"""

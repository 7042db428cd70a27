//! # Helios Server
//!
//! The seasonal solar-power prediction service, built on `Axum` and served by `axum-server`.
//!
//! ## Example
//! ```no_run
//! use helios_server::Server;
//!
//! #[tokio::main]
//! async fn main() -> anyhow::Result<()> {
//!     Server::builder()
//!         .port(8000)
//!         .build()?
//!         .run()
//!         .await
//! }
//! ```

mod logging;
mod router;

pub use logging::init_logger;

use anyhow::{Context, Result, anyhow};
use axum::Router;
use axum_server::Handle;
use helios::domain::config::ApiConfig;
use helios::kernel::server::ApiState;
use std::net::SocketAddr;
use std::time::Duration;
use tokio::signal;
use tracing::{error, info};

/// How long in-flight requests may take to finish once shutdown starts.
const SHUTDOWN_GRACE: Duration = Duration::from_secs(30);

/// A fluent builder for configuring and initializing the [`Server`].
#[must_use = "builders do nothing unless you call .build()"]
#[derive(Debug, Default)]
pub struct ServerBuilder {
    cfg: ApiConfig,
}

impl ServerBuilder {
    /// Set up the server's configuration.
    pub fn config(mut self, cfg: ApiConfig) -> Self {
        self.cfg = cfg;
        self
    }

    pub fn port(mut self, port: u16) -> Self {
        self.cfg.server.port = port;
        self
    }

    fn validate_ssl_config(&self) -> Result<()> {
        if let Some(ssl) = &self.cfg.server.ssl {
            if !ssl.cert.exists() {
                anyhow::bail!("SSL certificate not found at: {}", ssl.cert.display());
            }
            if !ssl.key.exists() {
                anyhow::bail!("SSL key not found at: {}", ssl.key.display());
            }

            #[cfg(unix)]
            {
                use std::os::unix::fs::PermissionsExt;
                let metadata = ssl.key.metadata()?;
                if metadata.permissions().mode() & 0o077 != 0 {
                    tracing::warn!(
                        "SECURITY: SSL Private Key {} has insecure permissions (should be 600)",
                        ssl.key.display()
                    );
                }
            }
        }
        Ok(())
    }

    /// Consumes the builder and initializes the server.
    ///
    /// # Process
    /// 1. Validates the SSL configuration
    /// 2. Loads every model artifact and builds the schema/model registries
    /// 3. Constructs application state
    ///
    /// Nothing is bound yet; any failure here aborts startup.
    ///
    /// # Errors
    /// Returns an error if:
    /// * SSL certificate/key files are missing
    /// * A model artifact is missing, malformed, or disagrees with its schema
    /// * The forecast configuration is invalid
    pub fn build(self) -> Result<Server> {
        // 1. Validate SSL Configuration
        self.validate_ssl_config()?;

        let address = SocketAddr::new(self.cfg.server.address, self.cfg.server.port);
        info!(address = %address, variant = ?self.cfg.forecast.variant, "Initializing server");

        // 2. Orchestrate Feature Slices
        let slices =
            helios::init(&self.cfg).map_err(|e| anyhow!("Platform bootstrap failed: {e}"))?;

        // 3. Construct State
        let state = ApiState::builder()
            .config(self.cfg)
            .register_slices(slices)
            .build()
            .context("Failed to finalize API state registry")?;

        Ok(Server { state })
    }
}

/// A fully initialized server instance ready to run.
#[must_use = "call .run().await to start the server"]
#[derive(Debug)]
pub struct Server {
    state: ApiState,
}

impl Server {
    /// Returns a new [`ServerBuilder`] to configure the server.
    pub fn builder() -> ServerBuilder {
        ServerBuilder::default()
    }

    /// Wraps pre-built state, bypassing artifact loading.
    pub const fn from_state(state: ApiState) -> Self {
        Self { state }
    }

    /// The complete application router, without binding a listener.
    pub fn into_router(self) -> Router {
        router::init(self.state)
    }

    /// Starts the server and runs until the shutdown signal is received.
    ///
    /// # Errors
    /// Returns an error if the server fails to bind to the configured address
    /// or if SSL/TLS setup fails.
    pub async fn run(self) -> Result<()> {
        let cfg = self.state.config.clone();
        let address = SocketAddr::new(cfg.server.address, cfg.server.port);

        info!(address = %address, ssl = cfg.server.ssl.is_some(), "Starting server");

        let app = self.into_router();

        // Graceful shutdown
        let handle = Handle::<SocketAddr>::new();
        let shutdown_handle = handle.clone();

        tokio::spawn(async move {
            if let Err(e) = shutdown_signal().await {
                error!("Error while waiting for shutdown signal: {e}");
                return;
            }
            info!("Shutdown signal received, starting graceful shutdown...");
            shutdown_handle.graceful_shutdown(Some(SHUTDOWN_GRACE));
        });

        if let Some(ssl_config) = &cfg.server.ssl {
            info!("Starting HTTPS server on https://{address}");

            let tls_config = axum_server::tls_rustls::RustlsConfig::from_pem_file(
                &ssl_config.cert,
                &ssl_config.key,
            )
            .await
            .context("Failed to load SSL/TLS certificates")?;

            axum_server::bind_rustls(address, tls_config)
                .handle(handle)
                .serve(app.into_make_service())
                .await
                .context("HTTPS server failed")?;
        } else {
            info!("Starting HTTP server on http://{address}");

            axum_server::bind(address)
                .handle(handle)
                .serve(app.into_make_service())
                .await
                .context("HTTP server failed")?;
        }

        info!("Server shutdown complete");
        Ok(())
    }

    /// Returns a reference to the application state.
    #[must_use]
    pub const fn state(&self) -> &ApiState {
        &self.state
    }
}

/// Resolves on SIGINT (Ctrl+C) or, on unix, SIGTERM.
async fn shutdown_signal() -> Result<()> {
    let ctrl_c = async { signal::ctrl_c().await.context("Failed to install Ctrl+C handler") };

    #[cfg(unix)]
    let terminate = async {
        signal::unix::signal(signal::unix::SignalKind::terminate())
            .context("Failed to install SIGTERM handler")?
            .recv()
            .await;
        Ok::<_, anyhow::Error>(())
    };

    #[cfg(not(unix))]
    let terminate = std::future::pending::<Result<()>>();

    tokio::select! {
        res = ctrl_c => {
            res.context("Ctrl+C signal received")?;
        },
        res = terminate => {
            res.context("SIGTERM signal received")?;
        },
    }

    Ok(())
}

"""

Copy each line of the records above that carries the word "missing".

    /// * SSL certificate/key files are missing
    /// * A model artifact is missing, malformed, or disagrees with its schema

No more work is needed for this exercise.